Feds: Be Aware Of Human Trafficking Signs As Detroit Auto Show Opens
DETROIT (WWJ) - With the North American International Auto Show opening Saturday at Detroit’s Cobo Center, federal authorities warning the public about several common human trafficking indicators because demand for commercial sex services increases around high-profile events.
Agents say human trafficking is one of the most heinous crimes that U.S. Immigration and Customs Enforcement’s Homeland Security (HSI) investigates. In its worst manifestation, human trafficking is akin to modern-day slavery. Victims pay to be illegally transported into the United States only to find themselves in the thrall of traffickers. They are forced into prostitution, involuntary labor and other forms of servitude to repay debts – often after entry in the United States, officials say.
In certain cases, the victims are mere children. They find themselves surrounded by an unfamiliar culture and language without identification documents, fearing for their lives and the lives of their families. And sex traffickers don’t just target foreign nationals for exploitation; many traffickers ensnare American born victims.
To bring awareness to this issue, HSI has partnered with the U.S. Attorney’s Office to educate the public on key human trafficking indicators.

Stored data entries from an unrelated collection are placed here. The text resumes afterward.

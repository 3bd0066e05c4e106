//! Company entity and its input/output shapes

use crate::core::error::FieldValidationError;
use crate::core::validation::rules::{CrossFieldRules, collect_violations, nested_violations};
use crate::models::employee::{Employee, EmployeeAddDto};
use chrono::{DateTime, Utc};
use serde::{Deserialize, Serialize};
use uuid::Uuid;
use validator::Validate;

/// Stored company
#[derive(Debug, Clone, PartialEq, Serialize, Deserialize)]
#[serde(rename_all = "camelCase")]
pub struct Company {
    pub id: Uuid,
    pub name: String,
    pub country: Option<String>,
    pub industry: Option<String>,
    pub product: Option<String>,
    pub introduction: Option<String>,
    pub bankrupt_time: Option<DateTime<Utc>>,
}

crate::impl_shape!(Company, "Company", {
    id => "id",
    name => "name",
    country => "country",
    industry => "industry",
    product => "product",
    introduction => "introduction",
    bankrupt_time => "bankruptTime",
});

crate::impl_entity!(Company, "companies");

/// Friendly output shape
#[derive(Debug, Clone, PartialEq, Serialize)]
#[serde(rename_all = "camelCase")]
pub struct CompanyDto {
    pub id: Uuid,
    pub name: String,
}

crate::impl_shape!(CompanyDto, "CompanyDto", {
    id => "id",
    name => "name",
});

impl From<&Company> for CompanyDto {
    fn from(company: &Company) -> Self {
        Self {
            id: company.id,
            name: company.name.clone(),
        }
    }
}

/// Output shape carrying every company field
#[derive(Debug, Clone, PartialEq, Serialize)]
#[serde(rename_all = "camelCase")]
pub struct CompanyFullDto {
    pub id: Uuid,
    pub name: String,
    pub country: Option<String>,
    pub industry: Option<String>,
    pub product: Option<String>,
    pub introduction: Option<String>,
    pub bankrupt_time: Option<DateTime<Utc>>,
}

crate::impl_shape!(CompanyFullDto, "CompanyFullDto", {
    id => "id",
    name => "name",
    country => "country",
    industry => "industry",
    product => "product",
    introduction => "introduction",
    bankrupt_time => "bankruptTime",
});

impl From<&Company> for CompanyFullDto {
    fn from(company: &Company) -> Self {
        Self {
            id: company.id,
            name: company.name.clone(),
            country: company.country.clone(),
            industry: company.industry.clone(),
            product: company.product.clone(),
            introduction: company.introduction.clone(),
            bankrupt_time: company.bankrupt_time,
        }
    }
}

/// Input shape for creating a company, optionally with its employees
#[derive(Debug, Clone, Default, Deserialize, Validate)]
#[serde(rename_all = "camelCase", default)]
pub struct CompanyAddDto {
    #[validate(length(min = 1, max = 100, message = "name is required and at most 100 characters"))]
    pub name: String,
    #[validate(length(max = 100, message = "country must be at most 100 characters"))]
    pub country: Option<String>,
    #[validate(length(max = 100, message = "industry must be at most 100 characters"))]
    pub industry: Option<String>,
    #[validate(length(max = 100, message = "product must be at most 100 characters"))]
    pub product: Option<String>,
    #[validate(length(max = 500, message = "introduction must be at most 500 characters"))]
    pub introduction: Option<String>,
    pub employees: Vec<EmployeeAddDto>,
}

impl CrossFieldRules for CompanyAddDto {
    fn cross_field_violations(&self) -> Vec<FieldValidationError> {
        self.employees
            .iter()
            .enumerate()
            .flat_map(|(index, employee)| {
                nested_violations(&format!("employees[{}]", index), employee)
            })
            .collect()
    }
}

impl CompanyAddDto {
    /// Split into a company and its employees; ids are assigned on insert
    pub fn into_entities(self) -> (Company, Vec<Employee>) {
        self.into_entities_with(None)
    }

    fn into_entities_with(self, bankrupt_time: Option<DateTime<Utc>>) -> (Company, Vec<Employee>) {
        let company = Company {
            id: Uuid::nil(),
            name: self.name,
            country: self.country,
            industry: self.industry,
            product: self.product,
            introduction: self.introduction,
            bankrupt_time,
        };
        let employees = self
            .employees
            .into_iter()
            .map(|employee| employee.into_entity(Uuid::nil()))
            .collect();
        (company, employees)
    }
}

/// Input shape for creating a company that already went bankrupt
#[derive(Debug, Clone, Default, Deserialize, Validate)]
#[serde(rename_all = "camelCase")]
pub struct CompanyAddWithBankruptTimeDto {
    #[serde(flatten)]
    pub company: CompanyAddDto,
    #[serde(default)]
    pub bankrupt_time: Option<DateTime<Utc>>,
}

impl CrossFieldRules for CompanyAddWithBankruptTimeDto {
    fn cross_field_violations(&self) -> Vec<FieldValidationError> {
        collect_violations(&self.company)
    }
}

impl CompanyAddWithBankruptTimeDto {
    pub fn into_entities(self) -> (Company, Vec<Employee>) {
        self.company.into_entities_with(self.bankrupt_time)
    }
}

#[cfg(test)]
mod tests {
    use super::*;
    use crate::core::entity::{Entity, Shape};
    use crate::core::validation::validate_record;

    fn company() -> Company {
        Company {
            id: Uuid::new_v4(),
            name: "Microsoft".to_string(),
            country: Some("USA".to_string()),
            industry: Some("Software".to_string()),
            product: Some("Software".to_string()),
            introduction: Some("Great Company".to_string()),
            bankrupt_time: None,
        }
    }

    #[test]
    fn test_shapes_declare_wire_names() {
        assert_eq!(CompanyDto::field_names(), &["id", "name"]);
        assert_eq!(CompanyFullDto::field_names().len(), 7);
        assert_eq!(CompanyFullDto::resolve_field("BankruptTime"), Some("bankruptTime"));
        assert_eq!(Company::resource_name(), "companies");
    }

    #[test]
    fn test_output_shapes_copy_fields() {
        let company = company();
        let friendly = CompanyDto::from(&company);
        assert_eq!(friendly.id, company.id);
        assert_eq!(friendly.name, "Microsoft");

        let full = CompanyFullDto::from(&company);
        assert_eq!(full.introduction.as_deref(), Some("Great Company"));
        assert!(full.bankrupt_time.is_none());
    }

    #[test]
    fn test_add_dto_accepts_nested_employees() {
        let dto: CompanyAddDto = serde_json::from_value(serde_json::json!({
            "name": "Acme",
            "introduction": "Makes everything",
            "employees": [{
                "employeeNo": "A001",
                "firstName": "Wile",
                "lastName": "Coyote",
                "gender": "Male",
                "dateOfBirth": "1949-09-17"
            }]
        }))
        .unwrap();
        assert!(validate_record(&dto).is_ok());

        let (company, employees) = dto.into_entities();
        assert_eq!(company.name, "Acme");
        assert!(company.bankrupt_time.is_none());
        assert_eq!(employees.len(), 1);
        assert_eq!(employees[0].first_name, "Wile");
    }

    #[test]
    fn test_nested_employee_violations_are_prefixed() {
        let dto: CompanyAddDto = serde_json::from_value(serde_json::json!({
            "name": "Acme",
            "employees": [{
                "employeeNo": "A1",
                "firstName": "Wile",
                "lastName": "Coyote"
            }]
        }))
        .unwrap();

        let violations = collect_violations(&dto);
        assert_eq!(violations.len(), 1);
        assert_eq!(violations[0].field, "employees[0].employeeNo");
    }

    #[test]
    fn test_name_rules() {
        let dto = CompanyAddDto::default();
        assert!(validate_record(&dto).is_err());

        let dto = CompanyAddDto {
            name: "x".repeat(101),
            ..CompanyAddDto::default()
        };
        assert!(validate_record(&dto).is_err());

        let dto = CompanyAddDto {
            name: "Acme".to_string(),
            introduction: Some("x".repeat(501)),
            ..CompanyAddDto::default()
        };
        let violations = collect_violations(&dto);
        assert_eq!(violations[0].field, "introduction");
    }

    #[test]
    fn test_bankrupt_time_shape_flattens_company_fields() {
        let dto: CompanyAddWithBankruptTimeDto = serde_json::from_value(serde_json::json!({
            "name": "Enron",
            "bankruptTime": "2001-12-02T00:00:00Z"
        }))
        .unwrap();
        assert!(validate_record(&dto).is_ok());

        let (company, employees) = dto.into_entities();
        assert_eq!(company.name, "Enron");
        assert!(company.bankrupt_time.is_some());
        assert!(employees.is_empty());
    }

    #[test]
    fn test_bankrupt_time_shape_runs_company_rules() {
        let dto: CompanyAddWithBankruptTimeDto =
            serde_json::from_value(serde_json::json!({ "name": "" })).unwrap();
        assert!(validate_record(&dto).is_err());
    }
}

“Victims and their families are often intimidated into compliance with the threat of violence and other forms of abusive coercion,” special agent Marlon Miller said in a statement. “An educated public can help law enforcement rescue individuals in these situations and ensure those committing these acts are brought to justice.”
Recognizing key indicators of human trafficking is necessary to identify victims and can help save a life, Miller said. Not all indicators listed below are present in every human trafficking situation, and the presence or absence of any of the indicators is not necessarily proof of human trafficking.
HSI urges the public not attempt to confront a suspected trafficker directly or alert a victim to any suspicions. Instead, call 911.
· Does the person appear disconnected from family, friends, community organizations or houses of worship?
· Has a child stopped attending school?
· Has the person had a sudden or dramatic change in behavior?
· Is a juvenile engaged in commercial sex acts?
· Is the person disoriented or confused, or showing signs of mental or physical abuse?
· Does the person have bruises in various stages of healing?
· Is the person fearful, timid or submissive?
· Does the person show signs of having been denied food, water, sleep or medical care?
· Is the person often in the company of someone to whom he or she defers? Or someone who seems to be in control of the situation, e.g., where they go or who they talk to?
· Does the person appear to be coached on what to say?
· Is the person living in unsuitable conditions?
· Does the person lack personal possessions and appear not to have a stable living situation?
· Does the person have freedom of movement? Can the person freely leave where they live? Are there unreasonable security measures?
Anyone who notices suspicious activity is urged to contact HSI through its tip line at 1-866-DHS-2-ICE or www.ice.gov/tips.